On peut signaler l’intéressante rencontre qui est organisée par le  Réseau des Scientifiques Evangéliques le 22 janvier 2011 à l’Église anglicane St Michael’s (5 rue d’Aguesseau, 75008 Paris).

Elle aura pour thème :  » Des origines à la fin : une vision chrétienne de l’histoire. Perspectives cosmologiques, écologiques et bibliques sur l’avenir. »

La question eschatologique est ici traitée sous une approche pluridisciplinaire. Il sera intéressant d’entendre quelle « écologie » sera exprimée au cours de cette rencontre. On a déjà signalé ici que Samuele Furfari, un des intervenants, avait une vision assez agressive et réductrice du champ écologiste contemporain.
Les autres orateurs sont Etienne Lhermenault (Bible), Pierre North (Astrophysique), Samuele Furfari (Géologie), Paul Jeanson (écologie pratique), Frédéric Baudin (théologie et écologie) et Sylvain Romerowski (retour du Christ).

Contact : Rachel Vaughan, coordinatrice du Réseau : rachel.e.vaughan@gmail.com.

DL

Sous le soleil de Rome

Il fallait s’y attendre. Après l’installation très médiatisée de 2400 panneaux solaires sur le grand auditorium Paul VI du Vatican en il y a deux, voici le temps d’un premier bilan. Le généreux soleil romain aidant, et tous calculs faits, le plus petit Etat du monde peut se targuer d’avoir économisé l’émission de 225 tonnes de CO2 grâce à cette installation. Un livre (!) publié en italien et en anglais, « L’énergie du soleil au Vatican », qui rend compte des efforts en cours a été présenté également début décembre.

Source : APIC et communiqué du Gouvernorat de l’Etat de la Cité du Vatican publié par le Bureau de presse du Saint-Siège le 27 novembre 2010.

Des échos de Cancun

La conférence de Cancun en cours reste lointaine pour beaucoup, même si les discussions en cours sont importantes. Un écho intéressant est celui qu’en donne Sean Mc Donagh, un religieux de la congrégation des Missionnaires Colombans (SSC). On pourra à l’occasion découvrir ce blog (anglo-saxon) animé par des jésuites sur les questions écologiques. C’est ici que ça se passe.

Extrait de son texte commentaire :

Je pense que le ministre de l’environnement indien, Jairam Ramesh, a bien résumé l’ambiance actuelle de la conférence en disant qu’il y « avait plus de camaraderie ici (à Cancun), plus de dialogue, plus d’intensité dans les engagements et moins de coups dans l’ombre qu’au sommet de Copenhague (2009), parce que la Chine a évolué vers des buts plus transparents. »

Des OGM sans gêne…

Après la dépêche lapidaire de l’AFP concernant le texte prochain de l’Académie pontificale des sciences sur les OGM, il fallait un peu de recul pour savoir exactement ce qui avait été dit et au nom de qui…
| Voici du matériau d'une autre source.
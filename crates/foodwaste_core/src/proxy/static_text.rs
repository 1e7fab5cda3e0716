use super::{key_value, opt_key_value, Capability, DataProxy, RowView, TranslationProxy};
use crate::builder;
use crate::error::CoreResult;
use crate::identity::ProxyId;
use crate::load::load_all;
use crate::schema::{TableSchema, STATIC_TEXTS};
use crate::state::HydrationState;
use foodwaste_sql::{ColumnRef, SqlValue, Statement};
use foodwaste_store::DataAccessor;

/// A system text with a translated subject and an optional translated body.
///
/// Static texts are reference data: they are read through the engine but
/// their relations are never written or deleted by it.
#[derive(Debug, Clone, Default, PartialEq)]
pub struct StaticTextProxy {
    identifier: Option<ProxyId>,
    /// Kind of text.
    pub static_text_type: i32,
    /// Identifier the subject translations belong to.
    pub subject_translation_identifier: Option<ProxyId>,
    /// Identifier the body translations belong to.
    pub body_translation_identifier: Option<ProxyId>,
    /// Subject in every culture.
    pub subject_translations: Vec<TranslationProxy>,
    /// Body in every culture.
    pub body_translations: Vec<TranslationProxy>,
    state: HydrationState,
}

impl StaticTextProxy {
    /// Creates a static text.
    pub fn new(
        identifier: ProxyId,
        static_text_type: i32,
        subject_translation_identifier: ProxyId,
        body_translation_identifier: Option<ProxyId>,
    ) -> Self {
        Self {
            identifier: Some(identifier),
            static_text_type,
            subject_translation_identifier: Some(subject_translation_identifier),
            body_translation_identifier,
            state: HydrationState::RelationsLoaded,
            ..Self::default()
        }
    }

    /// Selects the text of the given type.
    #[must_use]
    pub fn select_by_type(static_text_type: i32) -> Statement {
        builder::select_all(&STATIC_TEXTS)
            .filter_eq(ColumnRef::new("StaticTextType"), static_text_type)
            .into()
    }
}

impl DataProxy for StaticTextProxy {
    const NAME: &'static str = "StaticTextProxy";
    const SCHEMA: TableSchema = STATIC_TEXTS;
    const CAPABILITY: Capability = Capability::ReferenceData;

    fn identifier(&self) -> Option<ProxyId> {
        self.identifier
    }

    fn set_identifier(&mut self, id: ProxyId) {
        self.identifier = Some(id);
    }

    fn state(&self) -> HydrationState {
        self.state
    }

    fn set_state(&mut self, state: HydrationState) {
        self.state = state;
    }

    fn column_values(&self) -> CoreResult<Vec<SqlValue>> {
        Ok(vec![
            SqlValue::text(self.unique_id()?),
            SqlValue::from(self.static_text_type),
            key_value(
                self.subject_translation_identifier,
                "SubjectTranslationIdentifier",
            )?,
            opt_key_value(self.body_translation_identifier),
        ])
    }

    fn read_columns(&mut self, row: &RowView<'_>) -> CoreResult<()> {
        self.identifier = Some(row.id("StaticTextIdentifier")?);
        self.static_text_type = row.i32("StaticTextType")?;
        self.subject_translation_identifier = Some(row.id("SubjectTranslationIdentifier")?);
        self.body_translation_identifier = row.opt_id("BodyTranslationIdentifier")?;
        Ok(())
    }

    fn load_relations(&mut self, _id: ProxyId, accessor: &dyn DataAccessor) -> CoreResult<()> {
        self.subject_translations = match self.subject_translation_identifier {
            Some(subject) => load_all(accessor, &TranslationProxy::select_for(&subject.to_key()))?,
            None => Vec::new(),
        };
        self.body_translations = match self.body_translation_identifier {
            Some(body) => load_all(accessor, &TranslationProxy::select_for(&body.to_key()))?,
            None => Vec::new(),
        };
        Ok(())
    }
}
//! Proxy identifiers and their canonical key form.

use crate::error::{CoreError, CoreResult};
use foodwaste_sql::SqlValue;
use std::fmt;
use uuid::Uuid;

/// Unique identifier of a proxy.
///
/// Identifiers are 128-bit UUIDs. In statement text and key columns they
/// appear in canonical form: upper case, hyphenated 8-4-4-4-12.
#[derive(Clone, Copy, PartialEq, Eq, PartialOrd, Ord, Hash)]
pub struct ProxyId(Uuid);

impl ProxyId {
    /// Creates a new random identifier.
    #[must_use]
    pub fn new() -> Self {
        Self(Uuid::new_v4())
    }

    /// Creates an identifier from a UUID.
    #[must_use]
    pub const fn from_uuid(uuid: Uuid) -> Self {
        Self(uuid)
    }

    /// Creates an identifier from raw bytes.
    #[must_use]
    pub const fn from_bytes(bytes: [u8; 16]) -> Self {
        Self(Uuid::from_bytes(bytes))
    }

    /// Converts to a UUID.
    #[must_use]
    pub const fn to_uuid(&self) -> Uuid {
        self.0
    }

    /// Returns the canonical key string.
    #[must_use]
    pub fn to_key(&self) -> String {
        format!("{:X}", self.0.hyphenated())
    }

    /// Parses a key string. Any case is accepted.
    ///
    /// # Errors
    ///
    /// Returns [`CoreError::InvalidKey`] if `key` is not a hyphenated UUID.
    pub fn parse_key(key: &str) -> CoreResult<Self> {
        Uuid::try_parse(key.trim())
            .map(Self)
            .map_err(|_| CoreError::InvalidKey {
                value: key.to_string(),
            })
    }
}

impl Default for ProxyId {
    fn default() -> Self {
        Self::new()
    }
}

impl fmt::Debug for ProxyId {
    fn fmt(&self, f: &mut fmt::Formatter<'_>) -> fmt::Result {
        write!(f, "ProxyId({})", self.to_key())
    }
}

impl fmt::Display for ProxyId {
    fn fmt(&self, f: &mut fmt::Formatter<'_>) -> fmt::Result {
        f.write_str(&self.to_key())
    }
}

impl From<Uuid> for ProxyId {
    fn from(uuid: Uuid) -> Self {
        Self::from_uuid(uuid)
    }
}

impl From<ProxyId> for Uuid {
    fn from(id: ProxyId) -> Self {
        id.to_uuid()
    }
}

impl From<ProxyId> for SqlValue {
    fn from(id: ProxyId) -> Self {
        SqlValue::Text(id.to_key())
    }
}

/// Formats an optional identifier as a canonical key.
///
/// # Errors
///
/// Returns [`CoreError::IllegalValue`] naming `field` if `id` is absent.
pub fn format_key(id: Option<ProxyId>, field: &str) -> CoreResult<String> {
    require_id(id, field).map(|id| id.to_key())
}

/// Unwraps an optional identifier.
///
/// # Errors
///
/// Returns [`CoreError::IllegalValue`] naming `field` if `id` is absent.
pub fn require_id(id: Option<ProxyId>, field: &str) -> CoreResult<ProxyId> {
    id.ok_or_else(|| CoreError::illegal_value(field))
}

#[cfg(test)]
mod tests {
    use super::*;

    #[test]
    fn canonical_key_is_upper_case_and_hyphenated() {
        let id = ProxyId::parse_key("a1b2c3d4-e5f6-0718-293a-4b5c6d7e8f90").unwrap();
        assert_eq!(id.to_key(), "A1B2C3D4-E5F6-0718-293A-4B5C6D7E8F90");
    }

    #[test]
    fn key_is_stable() {
        let id = ProxyId::new();
        assert_eq!(id.to_key(), id.to_key());
        assert_eq!(ProxyId::parse_key(&id.to_key()).unwrap(), id);
    }

    #[test]
    fn absent_identifier_is_illegal() {
        let err = format_key(None, "Identifier").unwrap_err();
        assert_eq!(err.illegal_field(), Some("Identifier"));
    }

    #[test]
    fn invalid_key_text() {
        assert!(matches!(
            ProxyId::parse_key("not-a-key"),
            Err(CoreError::InvalidKey { .. })
        ));
    }

    #[test]
    fn sql_value_is_canonical_text() {
        let id = ProxyId::from_bytes([0x11; 16]);
        assert_eq!(
            SqlValue::from(id),
            SqlValue::text("11111111-1111-1111-1111-111111111111")
        );
    }

    #[test]
    fn new_is_unique() {
        assert_ne!(ProxyId::new(), ProxyId::new());
    }
}
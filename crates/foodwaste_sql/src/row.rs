//! Result rows.

use crate::error::{SqlError, SqlResult};
use crate::value::{parse_timestamp, SqlValue};
use chrono::{DateTime, Utc};
use std::sync::Arc;

/// One row of a result set.
///
/// Column names are shared between all rows of a result set. Getters look
/// columns up by name and accept the store's native representation of a
/// type as well as the typed one: a boolean may come back as `0`/`1`, a
/// timestamp as text.
#[derive(Debug, Clone, PartialEq)]
pub struct Row {
    columns: Arc<[String]>,
    values: Vec<SqlValue>,
}

impl Row {
    /// Creates a row. `values` must be in the order of `columns`.
    #[must_use]
    pub fn new(columns: Arc<[String]>, values: Vec<SqlValue>) -> Self {
        debug_assert_eq!(columns.len(), values.len());
        Self { columns, values }
    }

    /// Column names, in result order.
    #[must_use]
    pub fn columns(&self) -> &[String] {
        &self.columns
    }

    /// Values, in result order.
    #[must_use]
    pub fn values(&self) -> &[SqlValue] {
        &self.values
    }

    /// Whether the row has a column named `column`.
    #[must_use]
    pub fn contains(&self, column: &str) -> bool {
        self.position(column).is_some()
    }

    /// Returns the raw value of `column`.
    pub fn get(&self, column: &str) -> SqlResult<&SqlValue> {
        self.position(column)
            .map(|i| &self.values[i])
            .ok_or_else(|| SqlError::column_not_found(column))
    }

    /// Reads a non-null text column.
    pub fn text(&self, column: &str) -> SqlResult<String> {
        self.opt_text(column)?
            .ok_or_else(|| SqlError::type_mismatch(column, "text", "null"))
    }

    /// Reads a nullable text column.
    pub fn opt_text(&self, column: &str) -> SqlResult<Option<String>> {
        match self.get(column)? {
            SqlValue::Null => Ok(None),
            SqlValue::Text(s) => Ok(Some(s.clone())),
            other => Err(SqlError::type_mismatch(column, "text", other.type_name())),
        }
    }

    /// Reads a boolean column.
    pub fn bool(&self, column: &str) -> SqlResult<bool> {
        match self.get(column)? {
            SqlValue::Bool(b) => Ok(*b),
            SqlValue::Integer(n) => Ok(*n != 0),
            other => Err(SqlError::type_mismatch(column, "bool", other.type_name())),
        }
    }

    /// Reads a non-null integer column.
    pub fn i64(&self, column: &str) -> SqlResult<i64> {
        self.opt_i64(column)?
            .ok_or_else(|| SqlError::type_mismatch(column, "integer", "null"))
    }

    /// Reads a nullable integer column.
    pub fn opt_i64(&self, column: &str) -> SqlResult<Option<i64>> {
        match self.get(column)? {
            SqlValue::Null => Ok(None),
            SqlValue::Integer(n) => Ok(Some(*n)),
            SqlValue::Bool(b) => Ok(Some(i64::from(*b))),
            other => Err(SqlError::type_mismatch(column, "integer", other.type_name())),
        }
    }

    /// Reads a non-null integer column that must fit an `i32`.
    pub fn i32(&self, column: &str) -> SqlResult<i32> {
        let value = self.i64(column)?;
        i32::try_from(value)
            .map_err(|_| SqlError::invalid_value(column, format!("{value} does not fit i32")))
    }

    /// Reads a non-null timestamp column.
    pub fn timestamp(&self, column: &str) -> SqlResult<DateTime<Utc>> {
        match self.get(column)? {
            SqlValue::Timestamp(t) => Ok(*t),
            SqlValue::Text(s) => parse_timestamp(s).ok_or_else(|| {
                SqlError::invalid_value(column, format!("'{s}' is not a timestamp"))
            }),
            other => Err(SqlError::type_mismatch(
                column,
                "timestamp",
                other.type_name(),
            )),
        }
    }

    fn position(&self, column: &str) -> Option<usize> {
        self.columns.iter().position(|c| c.eq_ignore_ascii_case(column))
    }
}
//! Food item commands.

use super::{print_json, translations_line, TranslationOutput};
use foodwaste_core::{DataProxy, FoodGroupProxy, FoodItemProxy, ProxyId, Repository};
use serde::Serialize;
use tracing::info;

/// A food item with its group memberships.
#[derive(Debug, Serialize)]
pub struct FoodItemOutput {
    /// Identifier.
    pub id: String,
    /// Whether the item is active.
    pub is_active: bool,
    /// Primary food group identifier.
    pub primary_food_group: Option<String>,
    /// Identifiers of every group the item belongs to.
    pub food_groups: Vec<String>,
    /// Translated names.
    pub translations: Vec<TranslationOutput>,
    /// Number of foreign keys held by data providers.
    pub foreign_keys: usize,
}

impl FoodItemOutput {
    fn from_proxy(item: &FoodItemProxy) -> Result<Self, Box<dyn std::error::Error>> {
        Ok(Self {
            id: item.unique_id()?,
            is_active: item.is_active,
            primary_food_group: item
                .primary_food_group
                .as_ref()
                .map(|g| g.unique_id())
                .transpose()?,
            food_groups: item
                .food_groups
                .iter()
                .map(|g| g.unique_id())
                .collect::<Result<_, _>>()?,
            translations: item.translations.iter().map(TranslationOutput::from).collect(),
            foreign_keys: item.foreign_keys.len(),
        })
    }
}

/// Reads a food item for display.
pub fn describe(repository: &mut Repository, id: ProxyId) -> Result<FoodItemOutput, Box<dyn std::error::Error>> {
    let item: FoodItemProxy = repository.find(id)?;
    FoodItemOutput::from_proxy(&item)
}

/// Runs the food-item command.
pub fn show(repository: &mut Repository, id: ProxyId, format: &str) -> Result<(), Box<dyn std::error::Error>> {
    let item = describe(repository, id)?;
    match format {
        "json" => print_json(&item)?,
        _ => {
            println!("Food item {}", item.id);
            println!("  Active:        {}", item.is_active);
            println!(
                "  Primary group: {}",
                item.primary_food_group.as_deref().unwrap_or("-")
            );
            println!("  Groups:        {}", item.food_groups.join(", "));
            let names = translations_line(&item.translations);
            if !names.is_empty() {
                println!("  Names:         {names}");
            }
            println!("  Foreign keys:  {}", item.foreign_keys);
        }
    }
    Ok(())
}

/// Adds a food item in `primary` and `groups`, returning its identifier.
pub fn create(
    repository: &mut Repository,
    primary: ProxyId,
    groups: &[ProxyId],
    is_active: bool,
) -> Result<ProxyId, Box<dyn std::error::Error>> {
    let primary: FoodGroupProxy = repository.find(primary)?;
    let mut item = FoodItemProxy::new(ProxyId::new(), Some(primary), is_active);
    for id in groups {
        item.add_food_group(repository.find::<FoodGroupProxy>(*id)?);
    }
    let item = repository.add(item)?;
    let id = item.identifier().ok_or("food item stored without identifier")?;
    info!(id = %id, groups = item.food_groups.len(), "food item added");
    Ok(id)
}

/// Runs the add-food-item command.
pub fn add(
    repository: &mut Repository,
    primary: ProxyId,
    groups: &[ProxyId],
    is_active: bool,
) -> Result<(), Box<dyn std::error::Error>> {
    let id = create(repository, primary, groups, is_active)?;
    println!("{id}");
    Ok(())
}

/// Runs the delete-food-item command.
pub fn delete(repository: &mut Repository, id: ProxyId) -> Result<(), Box<dyn std::error::Error>> {
    let item: FoodItemProxy = repository.find(id)?;
    repository.delete(item)?;
    println!("Deleted {id}");
    Ok(())
}

#[cfg(test)]
mod tests {
    use super::*;
    use foodwaste_testkit::{id_of, Fixture, TestStore};

    #[test]
    fn create_then_describe() {
        let store = TestStore::memory();
        let mut repository = store.repository();
        let fixture = Fixture::seed(&mut repository);

        let id = create(
            &mut repository,
            id_of(&fixture.cheese),
            &[id_of(&fixture.bakery), id_of(&fixture.cheese)],
            true,
        )
        .unwrap();
        let item = describe(&mut repository, id).unwrap();

        assert_eq!(item.primary_food_group, Some(id_of(&fixture.cheese).to_key()));
        assert_eq!(item.food_groups.len(), 2);
        assert_eq!(store.journal().unwrap().row_count("FoodItemGroups"), 2);
    }

    #[test]
    fn unknown_group_adds_nothing() {
        let store = TestStore::memory();
        let mut repository = store.repository();

        assert!(create(&mut repository, ProxyId::new(), &[], true).is_err());
        assert_eq!(store.journal().unwrap().row_count("FoodItems"), 0);
    }

    #[test]
    fn delete_removes_memberships() {
        let store = TestStore::sqlite();
        let mut repository = store.repository();
        let fixture = Fixture::seed(&mut repository);
        let id = create(&mut repository, id_of(&fixture.dairy), &[], true).unwrap();

        delete(&mut repository, id).unwrap();

        assert!(describe(&mut repository, id).is_err());
        assert!(repository
            .food_items_in_group(id_of(&fixture.dairy))
            .unwrap()
            .is_empty());
    }
}
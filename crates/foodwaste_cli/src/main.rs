//! FoodWaste CLI
//!
//! Command-line tools for FoodWaste stores.
//!
//! # Commands
//!
//! - `init` - Create the schema in a new or existing store
//! - `food-groups` - Print the food group tree
//! - `add-food-group` - Add a food group
//! - `food-item` - Show a food item with its groups
//! - `add-food-item` - Add a food item to groups
//! - `delete-food-item` - Delete a food item and its dependent rows

mod commands;

use clap::{Parser, Subcommand};
use foodwaste_core::ProxyId;
use std::path::PathBuf;
use tracing_subscriber::EnvFilter;

/// FoodWaste command-line store tools.
#[derive(Parser)]
#[command(name = "foodwaste")]
#[command(author, version, about, long_about = None)]
struct Cli {
    /// Path to the SQLite database file
    #[arg(global = true, short, long)]
    path: Option<PathBuf>,

    /// Enable verbose output
    #[arg(global = true, short, long)]
    verbose: bool,

    #[command(subcommand)]
    command: Commands,
}

#[derive(Subcommand)]
enum Commands {
    /// Create the schema
    Init,

    /// Print the food group tree
    FoodGroups {
        /// Output format (text, json)
        #[arg(short, long, default_value = "text")]
        format: String,
    },

    /// Add a food group
    AddFoodGroup {
        /// Parent group identifier
        #[arg(long, value_parser = parse_id)]
        parent: Option<ProxyId>,

        /// Add the group as inactive
        #[arg(long)]
        inactive: bool,
    },

    /// Show a food item
    FoodItem {
        /// Food item identifier
        #[arg(value_parser = parse_id)]
        id: ProxyId,

        /// Output format (text, json)
        #[arg(short, long, default_value = "text")]
        format: String,
    },

    /// Add a food item
    AddFoodItem {
        /// Primary food group identifier
        #[arg(long, value_parser = parse_id)]
        primary: ProxyId,

        /// Further food group identifiers
        #[arg(long = "group", value_parser = parse_id)]
        groups: Vec<ProxyId>,

        /// Add the item as inactive
        #[arg(long)]
        inactive: bool,
    },

    /// Delete a food item
    DeleteFoodItem {
        /// Food item identifier
        #[arg(value_parser = parse_id)]
        id: ProxyId,
    },

    /// Show version information
    Version,
}

fn parse_id(value: &str) -> Result<ProxyId, String> {
    ProxyId::parse_key(value).map_err(|e| e.to_string())
}

fn main() -> Result<(), Box<dyn std::error::Error>> {
    let cli = Cli::parse();

    // Initialize logging
    let filter = if cli.verbose {
        EnvFilter::new("debug")
    } else {
        EnvFilter::new("info")
    };
    tracing_subscriber::fmt()
        .with_env_filter(filter)
        .with_writer(std::io::stderr)
        .init();

    match cli.command {
        Commands::Init => {
            let path = cli.path.ok_or("Database path required for init")?;
            commands::init::run(&path)?;
        }
        Commands::FoodGroups { format } => {
            let path = cli.path.ok_or("Database path required for food-groups")?;
            let mut repository = commands::open(&path)?;
            commands::food_groups::list(&mut repository, &format)?;
        }
        Commands::AddFoodGroup { parent, inactive } => {
            let path = cli.path.ok_or("Database path required for add-food-group")?;
            let mut repository = commands::open(&path)?;
            commands::food_groups::add(&mut repository, parent, !inactive)?;
        }
        Commands::FoodItem { id, format } => {
            let path = cli.path.ok_or("Database path required for food-item")?;
            let mut repository = commands::open(&path)?;
            commands::food_items::show(&mut repository, id, &format)?;
        }
        Commands::AddFoodItem {
            primary,
            groups,
            inactive,
        } => {
            let path = cli.path.ok_or("Database path required for add-food-item")?;
            let mut repository = commands::open(&path)?;
            commands::food_items::add(&mut repository, primary, &groups, !inactive)?;
        }
        Commands::DeleteFoodItem { id } => {
            let path = cli.path.ok_or("Database path required for delete-food-item")?;
            let mut repository = commands::open(&path)?;
            commands::food_items::delete(&mut repository, id)?;
        }
        Commands::Version => {
            println!("FoodWaste CLI v{}", env!("CARGO_PKG_VERSION"));
        }
    }

    Ok(())
}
Frédéric Mounier, correspondant du journal La Croix à Rome donne les clés de cette mini-affaire qui n’en est donc pas une. Reste donc à savoir pourquoi certains académiciens tiennent tant à défendre ces semences dotées d’un caractère « intrinsèque »…

Qu’a dit l’Église sur les OGM ?

Il n’existe pas de position officielle en soi. Dès mercredi, la Salle de presse du Saint-Siège précisait, dans un communiqué, que cet avis sur les OGM ne devait en aucun cas être considéré comme engageant l’Académie, car seulement la moitié de ses 80 membres avaient signé ce travail. Et qu’il pouvait d’autant moins être pris comme une position officielle du Saint-Siège ou du Magistère de l’Église sur ce sujet.

De fait, il n’existe pas d’unanimité. À l’occasion du Synode pour l’Afrique, en octobre 2009, les évêques africains avaient ainsi manifesté de grandes réticences face aux OGM, accordant plutôt la priorité à l’accès aux marchés des productions vivrières des petits paysans, s’inquiétant du monopole des sociétés multinationales sur ces nouvelles semences.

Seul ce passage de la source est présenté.